EUA enviaram suspeitos de integrar o Estado Islâmico na Síria para julgamento no Iraque, diz agência

29.05.2019 9:41 Por videos

Oito homens da Bélgica, França, Alemanha, Austrália, Egito e Marrocos foram condenados por seu envolvimento com o grupo terrorista.

Forças dos Estados Unidos transferiram em sigilo ao menos 30 combatentes estrangeiros do Estado Islâmico, capturados na Síria, para serem julgados no Iraque. A informação foi divulgada pela agência Reuters após entrevistas com os suspeitos, fontes iraquianas e consulta a documentos judiciais.

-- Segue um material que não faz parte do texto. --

//! Human-readable rendering of millisecond timestamps

use std::time::{Duration, UNIX_EPOCH};

use clocksync_core::Timestamp;

/// First millisecond of year 10000, beyond what RFC 3339 can render
const RFC3339_END_MS: u64 = 253_402_300_800_000;

/// RFC 3339 with millisecond precision, e.g. `2024-03-01T12:00:00.250Z`.
/// Times before the epoch or after year 9999 fall back to the raw
/// millisecond count.
pub fn fmt_millis(t: Timestamp) -> String {
    match u64::try_from(t.as_millis()) {
        Ok(ms) if ms < RFC3339_END_MS => {
            let at = UNIX_EPOCH + Duration::from_millis(ms);
            humantime::format_rfc3339_millis(at).to_string()
        }
        _ => format!("{}ms", t.as_millis()),
    }
}

/// Seconds with three decimals, e.g. `-29.000`
pub fn fmt_secs(millis: i64) -> String {
    format!("{:.3}", millis as f64 / 1000.0)
}
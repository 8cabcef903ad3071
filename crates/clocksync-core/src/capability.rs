//! Remote clock service contract, split by role
//!
//! A node serves [`NodeCapability`]; a coordinator additionally serves
//! [`CoordinatorCapability`]. Every method may fail: implementations backed
//! by a network proxy can lose their peer at any time.

use std::sync::Arc;

use async_trait::async_trait;

use crate::{NodeId, SyncResult, Timestamp};

/// Operations every clock participant serves
#[async_trait]
pub trait NodeCapability: Send + Sync {
    /// Current local time (real clock plus offset). No side effects.
    async fn query_time(&self) -> SyncResult<Timestamp>;

    /// Add `delta_ms` to the stored offset.
    /// Additive: applying the same delta twice doubles its effect.
    async fn apply_adjustment(&self, delta_ms: i64) -> SyncResult<()>;

    /// Stable name of the callee
    async fn identity(&self) -> SyncResult<NodeId>;

    /// Lightweight liveness probe. A transport failure means unreachable
    /// regardless of what this would have returned.
    async fn is_reachable(&self) -> SyncResult<bool>;

    /// Reference time for diagnostic display; no effect on the clock
    async fn notify_checkpoint(&self, reference: Timestamp) -> SyncResult<()>;
}

/// Handle to a (possibly remote) clock participant
pub type RemoteHandle = Arc<dyn NodeCapability>;

/// Operations only a coordinator serves
#[async_trait]
pub trait CoordinatorCapability: Send + Sync {
    /// Add or replace the registry entry for `id`. Last writer wins.
    async fn register(&self, id: NodeId, handle: RemoteHandle) -> SyncResult<()>;

    /// Start a synchronization round. May return before the round completes.
    async fn trigger_synchronization(&self) -> SyncResult<()>;
}

/// Pointer identity of two handles, ignoring vtables
#[inline]
pub fn same_handle(a: &RemoteHandle, b: &RemoteHandle) -> bool {
    std::ptr::eq(
        Arc::as_ptr(a) as *const (),
        Arc::as_ptr(b) as *const (),
    )
}
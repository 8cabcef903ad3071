//! Error types for clocksync

use std::time::Duration;

use thiserror::Error;

use crate::NodeId;

/// Role a party plays in a synchronization group
#[derive(Clone, Copy, Debug, PartialEq, Eq)]
pub enum Role {
    Node,
    Coordinator,
}

impl std::fmt::Display for Role {
    fn fmt(&self, f: &mut std::fmt::Formatter<'_>) -> std::fmt::Result {
        match self {
            Role::Node => f.write_str("node"),
            Role::Coordinator => f.write_str("coordinator"),
        }
    }
}

/// Core clocksync errors
#[derive(Error, Debug)]
pub enum SyncError {
    // Wire errors
    #[error("Invalid wire format: {0}")]
    InvalidWireFormat(String),

    #[error("Buffer too short: expected {expected}, got {actual}")]
    BufferTooShort { expected: usize, actual: usize },

    #[error("Unknown message tag: {0:#04x}")]
    UnknownMessageTag(u8),

    // Remote call errors
    #[error("Communication with {peer} failed: {reason}")]
    Communication { peer: String, reason: String },

    #[error("Call to {peer} timed out after {after:?}")]
    Timeout { peer: String, after: Duration },

    #[error("Unexpected response from {peer}: expected {expected}, got {got}")]
    UnexpectedResponse {
        peer: String,
        expected: &'static str,
        got: String,
    },

    #[error("Remote error from {peer}: {message}")]
    Remote { peer: String, message: String },

    // Contract errors
    #[error("Operation {operation} is not supported by a {role}")]
    UnsupportedCapability { operation: String, role: Role },

    #[error("Invalid node identity: {0:?}")]
    InvalidNodeId(NodeId),

    // Configuration errors
    #[error("Invalid configuration: {0}")]
    InvalidConfig(String),

    // Transport errors
    #[error("Transport error: {0}")]
    Transport(String),

    #[error("Endpoint closed")]
    EndpointClosed,
}

impl SyncError {
    /// True for failures of a call against a remote party.
    /// These evict the party from the registry during a round.
    pub fn is_communication_failure(&self) -> bool {
        matches!(
            self,
            SyncError::Communication { .. }
                | SyncError::Timeout { .. }
                | SyncError::UnexpectedResponse { .. }
                | SyncError::Remote { .. }
                | SyncError::EndpointClosed
        )
    }

    pub fn unsupported(operation: impl Into<String>, role: Role) -> Self {
        SyncError::UnsupportedCapability {
            operation: operation.into(),
            role,
        }
    }
}

/// Result type for clocksync operations
pub type SyncResult<T> = Result<T, SyncError>;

Embora o destino de milhares de combatentes do Estado Islâmico capturados na Síria continue incerto, os cerca de 30 estrangeiros foram capturados pelas Forças Democráticas da Síria (FDS), que têm apoio dos EUA. De acordo com fontes judiciais e do serviço de inteligência, eles foram transferidos ao Iraque em 2017 e 2018.

Oito homens da Bélgica, França, Alemanha, Austrália, Egito e Marrocos condenados por seu envolvimento com o Estado Islâmico foram entrevistados pela Reuters ao comparecerem perante as cortes iraquianas.

Três deles foram condenados à morte por serem filiados ao grupo terrorista e cinco receberam penas de prisão perpétua. Quatro deles disseram que foram torturados na prisão, porém a agência não conseguiu verificar a afirmação.

es disseram que, depois de serem capturados na Síria, eles passaram por interrogatórios sobre o seu trabalho no Estado Islâmico. Eles afirmaram que foram mantidos, a maioria em solitárias, em bases militares dos EUA na região do Curdistão iraquiano ou na Jordânia e depois entregues à custódia do Iraque.

O Serviço de Contraterrorismo do Iraque (CTS) negou que os detidos tenham sido transferidos da Síria para sua custódia em 2017 e 2018 e negou as alegações de tortura dos detidos.

O Comando Central dos militares dos EUA, que supervisiona as forças norte-americanas no Oriente Médio, não quis comentar as informações, mas reconheceu os desafios representados pelos detidos capturados por milícias curdas, que não têm autoridade reconhecida internacionalmente.

“A questão dos combatentes terroristas estrangeiros sob custódia das FDS na Síria é um problema extremamente complexo”, disse seu porta-voz, capitão Bill Urban.

Os EUA querem que os países assumam a responsabilidade por seus combatentes estrangeiros por meio de “processos, programas de reabilitação ou outras medidas que impeçam suficientemente que os detidos voltem a se envolver com o terrorismo”, disse ele.